The goal of a request for proposal (RFP) is to solicit accurate, comparable bids from qualified vendors and select the best-qualified Proposer to achieve the project goals. When developing an RFP, it is important to strike a balance between being too prescriptive and remaining flexible. Being too prescriptive may force developers to increase their prices or may dissuade them from participating at all, whereas being too vague may result in bids which do not meet the local government’s needs or are difficult to compare.

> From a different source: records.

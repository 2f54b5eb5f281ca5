pub mod bitmap;
pub mod color;
pub mod config;
pub mod error;
pub mod event;
pub mod geometry;
pub mod glow;
pub mod hit_test;
pub mod log;
pub mod rect;
pub mod registry;
pub mod side;

pub use bitmap::GlowBitmap;
pub use color::{ALPHA_RAMP, Color, ColorRamps};
pub use error::{GlowError, GlowResult};
pub use event::{IntentSubscribers, ResizeIntent};
pub use geometry::{THICKNESS, overlay_origin, overlay_size};
pub use glow::GlowState;
pub use hit_test::{CORNER_AREA, CursorShape, HitRegion};
pub use rect::{Point, Rect};
pub use registry::{ClassKey, ClassRegistry, Registration};
pub use side::Side;
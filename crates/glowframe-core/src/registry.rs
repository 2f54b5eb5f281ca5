//! Process-wide de-duplication of native window class registrations.
//!
//! Each strip gets its own window class keyed by side and host window,
//! mirroring how the OS sees them. Registering the same key twice is not
//! an error: the second caller reuses the first registration.

use std::collections::HashSet;
use std::sync::{Mutex, OnceLock};

use crate::{GlowError, GlowResult, Side};

static GLOBAL: OnceLock<ClassRegistry> = OnceLock::new();

/// Identity of a strip window class: which edge of which host.
#[derive(Debug, Clone, Copy, PartialEq, Eq, Hash)]
pub struct ClassKey {
    pub side: Side,
    /// Raw host window handle. Used as an identity only.
    pub parent: usize,
}

impl ClassKey {
    pub fn new(side: Side, parent: usize) -> Self {
        Self { side, parent }
    }

    /// Window class name, e.g. `GlowSide_Top_0x1A2B3C`.
    pub fn class_name(&self) -> String {
        format!("GlowSide_{}_0x{:X}", self.side, self.parent)
    }
}

/// Outcome of a successful registration request.
#[derive(Debug, Clone, Copy, PartialEq, Eq)]
pub enum Registration {
    /// The class was registered by this call.
    Registered,
    /// The class already existed, either in this registry or in the OS.
    AlreadyExists,
}

#[derive(Debug, Default)]
pub struct ClassRegistry {
    known: Mutex<HashSet<ClassKey>>,
}

impl ClassRegistry {
    pub fn new() -> Self {
        Self::default()
    }

    /// The registry shared by every overlay in the process.
    pub fn global() -> &'static ClassRegistry {
        GLOBAL.get_or_init(ClassRegistry::new)
    }

    /// Registers `key` once, reusing earlier registrations.
    ///
    /// `register` receives the class name and performs the native call.
    /// It returns `Err(code)` with the OS error code on failure. The lock
    /// is held across the call so two overlays for the same key never
    /// race each other into the OS.
    pub fn register_or_reuse(
        &self,
        key: ClassKey,
        register: impl FnOnce(&str) -> Result<Registration, u32>,
    ) -> GlowResult<Registration> {
        let mut known = self.known.lock().unwrap_or_else(|e| e.into_inner());
        if known.contains(&key) {
            return Ok(Registration::AlreadyExists);
        }

        let class = key.class_name();
        let outcome =
            register(&class).map_err(|code| GlowError::ClassRegistration { class, code })?;
        known.insert(key);
        Ok(outcome)
    }

    /// Returns whether `key` has been registered through this registry.
    pub fn contains(&self, key: &ClassKey) -> bool {
        self.known
            .lock()
            .unwrap_or_else(|e| e.into_inner())
            .contains(key)
    }
}
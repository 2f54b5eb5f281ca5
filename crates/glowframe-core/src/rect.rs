/// A point in screen or window-client coordinates.
#[derive(Debug, Clone, Copy, Default, PartialEq, Eq)]
pub struct Point {
    pub x: i32,
    pub y: i32,
}

impl Point {
    pub fn new(x: i32, y: i32) -> Self {
        Self { x, y }
    }
}

/// A rectangle representing a window's position and size.
#[derive(Debug, Clone, Copy, Default, PartialEq, Eq)]
pub struct Rect {
    pub x: i32,
    pub y: i32,
    pub width: i32,
    pub height: i32,
}

impl Rect {
    pub fn new(x: i32, y: i32, width: i32, height: i32) -> Self {
        Self {
            x,
            y,
            width,
            height,
        }
    }

    /// Builds a rectangle from Win32-style edge coordinates.
    pub fn from_edges(left: i32, top: i32, right: i32, bottom: i32) -> Self {
        Self::new(left, top, right - left, bottom - top)
    }

    /// Top-left corner.
    pub fn origin(&self) -> Point {
        Point::new(self.x, self.y)
    }

    /// Returns `true` when either dimension is zero or negative.
    ///
    /// A freshly created window has no size until the first layout
    /// pass; [`GlowState::render`](crate::GlowState::render) skips it.
    pub fn is_empty(&self) -> bool {
        self.width <= 0 || self.height <= 0
    }
}

#[cfg(test)]
mod tests {
    use super::*;

    #[test]
    fn from_edges_computes_size() {
        // Act
        let rect = Rect::from_edges(91, 91, 909, 100);

        // Assert
        assert_eq!(rect, Rect::new(91, 91, 818, 9));
        assert_eq!(rect.origin(), Point::new(91, 91));
    }

    #[test]
    fn zero_sized_rect_is_empty() {
        // Act / Assert
        assert!(Rect::new(10, 10, 0, 9).is_empty());
        assert!(Rect::new(10, 10, 9, 0).is_empty());
        assert!(!Rect::new(10, 10, 9, 9).is_empty());
    }
}
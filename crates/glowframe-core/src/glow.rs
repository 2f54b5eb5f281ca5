//! Platform-independent state of a single glow strip.
//!
//! The Win32 overlay owns one of these and consults it for everything
//! that does not involve a window handle: which ramp to draw with, what
//! a press or hover means, and whether resize affordance is on.

use crate::{
    ALPHA_RAMP, Color, ColorRamps, CursorShape, GlowBitmap, HitRegion, Point, Rect, ResizeIntent,
    Side,
};

#[derive(Debug, Clone)]
pub struct GlowState {
    side: Side,
    ramps: ColorRamps,
    parent_focused: bool,
    topmost: bool,
    resize_enabled: bool,
}

impl GlowState {
    pub fn new(side: Side) -> Self {
        Self {
            side,
            ramps: ColorRamps::default(),
            parent_focused: false,
            topmost: false,
            resize_enabled: false,
        }
    }

    pub fn side(&self) -> Side {
        self.side
    }

    pub fn active_color(&self) -> Color {
        self.ramps.active_color()
    }

    pub fn set_active_color(&mut self, color: Color) {
        self.ramps.set_active_color(color);
    }

    pub fn inactive_color(&self) -> Color {
        self.ramps.inactive_color()
    }

    pub fn set_inactive_color(&mut self, color: Color) {
        self.ramps.set_inactive_color(color);
    }

    pub fn is_parent_focused(&self) -> bool {
        self.parent_focused
    }

    pub fn set_parent_focused(&mut self, focused: bool) {
        self.parent_focused = focused;
    }

    pub fn is_topmost(&self) -> bool {
        self.topmost
    }

    pub fn set_topmost(&mut self, topmost: bool) {
        self.topmost = topmost;
    }

    pub fn is_resize_enabled(&self) -> bool {
        self.resize_enabled
    }

    pub fn set_resize_enabled(&mut self, enabled: bool) {
        self.resize_enabled = enabled;
    }

    /// The fixed per-ring alpha values. Unaffected by color changes.
    pub fn alpha_ramp(&self) -> &'static [u8] {
        &ALPHA_RAMP
    }

    /// The color ramp the next render will use.
    pub fn current_ramp(&self) -> &[Color] {
        self.ramps.select(self.parent_focused)
    }

    /// Renders the strip for an overlay window occupying `area`.
    ///
    /// Returns `None` when the window has no area yet.
    pub fn render(&self, area: &Rect) -> Option<GlowBitmap> {
        if area.is_empty() {
            return None;
        }
        Some(GlowBitmap::render(
            self.side,
            area.width,
            area.height,
            self.current_ramp(),
        ))
    }

    /// Cursor for a hover at `point` (strip client coordinates), or
    /// `None` when resize affordance is off and the OS default applies.
    pub fn cursor_at(&self, point: Point, width: i32, height: i32) -> Option<CursorShape> {
        if !self.resize_enabled {
            return None;
        }
        Some(HitRegion::classify(self.side, point, width, height).cursor())
    }

    /// Resize intent for a press at `point`, or `None` when resize
    /// affordance is off.
    pub fn press_at(&self, point: Point, width: i32, height: i32) -> Option<ResizeIntent> {
        if !self.resize_enabled {
            return None;
        }
        Some(ResizeIntent {
            side: self.side,
            region: HitRegion::classify(self.side, point, width, height),
        })
    }
}
//! A plain Win32 host window decorated with four glow strips.
//!
//! The host is a captionless popup so its window rectangle and client
//! area coincide, which is what the strips are laid out against. Its
//! top band acts as a drag area.

use std::cell::RefCell;
use std::sync::mpsc::Receiver;

use glowframe_core::config::GlowConfig;
use glowframe_core::{GlowError, GlowResult, Rect, ResizeIntent, Side, log_info, log_warn};
use glowframe_windows::GlowOverlay;
use windows::Win32::Foundation::{HWND, LPARAM, LRESULT, POINT, RECT, WPARAM};
use windows::Win32::Graphics::Gdi::{COLOR_WINDOW, HBRUSH};
use windows::Win32::System::LibraryLoader::GetModuleHandleW;
use windows::Win32::UI::Input::KeyboardAndMouse::ReleaseCapture;
use windows::Win32::UI::WindowsAndMessaging::{
    CreateWindowExW, DefWindowProcW, DispatchMessageW, GetCursorPos, GetMessageW, GetWindowRect,
    HTCAPTION, HTCLIENT, IDC_ARROW, LoadCursorW, MSG, PostQuitMessage, RegisterClassW,
    SW_SHOW, SendMessageW, ShowWindow, TranslateMessage, WINDOW_EX_STYLE, WM_ACTIVATE,
    WM_DESTROY, WM_NCHITTEST, WM_NCLBUTTONDOWN, WM_WINDOWPOSCHANGED, WNDCLASSW, WS_MINIMIZEBOX,
    WS_POPUP, WS_SYSMENU,
};
use windows::core::w;

/// Height of the band at the top of the host that drags the window.
const DRAG_BAND: i32 = 32;

/// Low word of `WM_ACTIVATE`'s `wParam` when the window is deactivated.
const WA_INACTIVE: usize = 0;

thread_local! {
    static DECORATION: RefCell<Option<Decoration>> = const { RefCell::new(None) };
}

/// The four strips of one host and their resize-intent receivers.
struct Decoration {
    overlays: Vec<GlowOverlay>,
    intents: Vec<Receiver<ResizeIntent>>,
}

impl Decoration {
    fn attach(host: HWND, glow: &GlowConfig) -> Self {
        let mut overlays = Vec::with_capacity(Side::ALL.len());
        let mut intents = Vec::with_capacity(Side::ALL.len());

        for side in Side::ALL {
            let overlay = match GlowOverlay::new(side, host) {
                Ok(overlay) => overlay,
                Err(e) => {
                    // The host keeps working with one edge less.
                    log_warn!("demo: no {side} glow: {e}");
                    eprintln!("Warning: no {side} glow: {e}");
                    continue;
                }
            };
            overlay.set_active_color(glow.active());
            overlay.set_inactive_color(glow.inactive());
            overlay.set_topmost(glow.topmost);
            overlay.set_resize_enabled(glow.resize);
            intents.push(overlay.subscribe());
            overlays.push(overlay);
        }

        Self { overlays, intents }
    }

    fn sync(&self, host: HWND) {
        let Some(rect) = window_rect(host) else {
            return;
        };
        for overlay in &self.overlays {
            overlay.set_location(&rect);
            overlay.set_size(rect.width, rect.height);
        }
    }

    fn set_focused(&self, focused: bool) {
        for overlay in &self.overlays {
            overlay.set_parent_focused(focused);
            overlay.update_z_order();
        }
    }

    fn show(&self, visible: bool) {
        for overlay in &self.overlays {
            overlay.show(visible);
        }
    }

    fn pending_intents(&self) -> Vec<ResizeIntent> {
        self.intents.iter().flat_map(|rx| rx.try_iter()).collect()
    }
}

/// Runs `f` against the installed decoration, if any.
fn with_decoration<T>(f: impl FnOnce(&Decoration) -> T) -> Option<T> {
    DECORATION.with(|cell| {
        let guard = cell.try_borrow().ok()?;
        guard.as_ref().map(f)
    })
}

/// Opens the host window and pumps messages until it is closed.
pub fn run(args: &super::demo::DemoArgs, glow: &GlowConfig) -> GlowResult<()> {
    glowframe_windows::dpi::enable_dpi_awareness();

    let host = create_host(args)?;
    DECORATION.with(|cell| *cell.borrow_mut() = Some(Decoration::attach(host, glow)));
    log_info!("demo: host 0x{:X} decorated", host.0 as usize);

    unsafe {
        let _ = ShowWindow(host, SW_SHOW);
    }
    with_decoration(|d| {
        d.sync(host);
        d.show(true);
    });

    let mut msg = MSG::default();
    while unsafe { GetMessageW(&mut msg, None, 0, 0).as_bool() } {
        unsafe {
            let _ = TranslateMessage(&msg);
            DispatchMessageW(&msg);
        }

        // Drained outside the borrow: starting a resize runs a modal loop
        // that calls back into the host procedure.
        let intents = with_decoration(Decoration::pending_intents).unwrap_or_default();
        for intent in intents {
            begin_resize(host, intent);
        }
    }

    DECORATION.with(|cell| cell.borrow_mut().take());
    Ok(())
}

fn create_host(args: &super::demo::DemoArgs) -> GlowResult<HWND> {
    let class_name = w!("GlowframeDemoHost");

    unsafe {
        let instance = GetModuleHandleW(None).map_err(|e| GlowError::WindowCreation(e.to_string()))?;
        let wc = WNDCLASSW {
            lpfnWndProc: Some(host_wnd_proc),
            hInstance: instance.into(),
            hCursor: LoadCursorW(None, IDC_ARROW).unwrap_or_default(),
            hbrBackground: HBRUSH((COLOR_WINDOW.0 + 1) as usize as *mut _),
            lpszClassName: class_name,
            ..Default::default()
        };
        RegisterClassW(&wc);

        CreateWindowExW(
            WINDOW_EX_STYLE::default(),
            class_name,
            w!("glowframe demo"),
            WS_POPUP | WS_SYSMENU | WS_MINIMIZEBOX,
            args.x,
            args.y,
            args.width,
            args.height,
            None,
            None,
            Some(instance.into()),
            None,
        )
        .map_err(|e| GlowError::WindowCreation(e.to_string()))
    }
}

unsafe extern "system" fn host_wnd_proc(
    hwnd: HWND,
    msg: u32,
    wparam: WPARAM,
    lparam: LPARAM,
) -> LRESULT {
    match msg {
        WM_WINDOWPOSCHANGED => {
            with_decoration(|d| d.sync(hwnd));
        }
        WM_ACTIVATE => {
            let focused = (wparam.0 & 0xFFFF) != WA_INACTIVE;
            with_decoration(|d| d.set_focused(focused));
        }
        WM_NCHITTEST => {
            let hit = unsafe { DefWindowProcW(hwnd, msg, wparam, lparam) };
            if hit.0 == HTCLIENT as isize && in_drag_band(hwnd, lparam) {
                return LRESULT(HTCAPTION as isize);
            }
            return hit;
        }
        WM_DESTROY => {
            with_decoration(|d| d.show(false));
            unsafe { PostQuitMessage(0) };
            return LRESULT(0);
        }
        _ => {}
    }

    unsafe { DefWindowProcW(hwnd, msg, wparam, lparam) }
}

/// Hands a press on a strip to the system's own sizing loop, as if the
/// user had grabbed the matching border of the host.
fn begin_resize(host: HWND, intent: ResizeIntent) {
    let mut pt = POINT::default();
    unsafe {
        if GetCursorPos(&mut pt).is_err() {
            return;
        }
        let _ = ReleaseCapture();
        let lparam = ((pt.y as u16 as isize) << 16) | (pt.x as u16 as isize);
        SendMessageW(
            host,
            WM_NCLBUTTONDOWN,
            Some(WPARAM(intent.region.ht_code() as usize)),
            Some(LPARAM(lparam)),
        );
    }
}

fn in_drag_band(hwnd: HWND, lparam: LPARAM) -> bool {
    let y = ((lparam.0 >> 16) & 0xFFFF) as u16 as i16 as i32;
    window_rect(hwnd).is_some_and(|r| y < r.y + DRAG_BAND)
}

fn window_rect(hwnd: HWND) -> Option<Rect> {
    let mut rect = RECT::default();
    unsafe { GetWindowRect(hwnd, &mut rect) }.ok()?;
    Some(Rect::from_edges(rect.left, rect.top, rect.right, rect.bottom))
}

The ACCC Renewables Accelerator team created an on-site solar RFP template that integrates best practices found in the DOE Better Buildings initiative’s Solar PV Request for Proposal & Procurement Guidance template, NREL’s Request for Proposal Template for Grid-Tied Solar PV Systems for State, City, and Other Entities, City of San Diego’s On-site Solar RFP, Fairfax County’s On-site Solar PPA RFP, City of Charlotte’s Off-site PPA RFP, industry experts, and our internal expertise.

Below are the recommended RFP elements found in this RFP template, along with helpful recordings from an ACCC Renewables Accelerator RFP virtual workshop.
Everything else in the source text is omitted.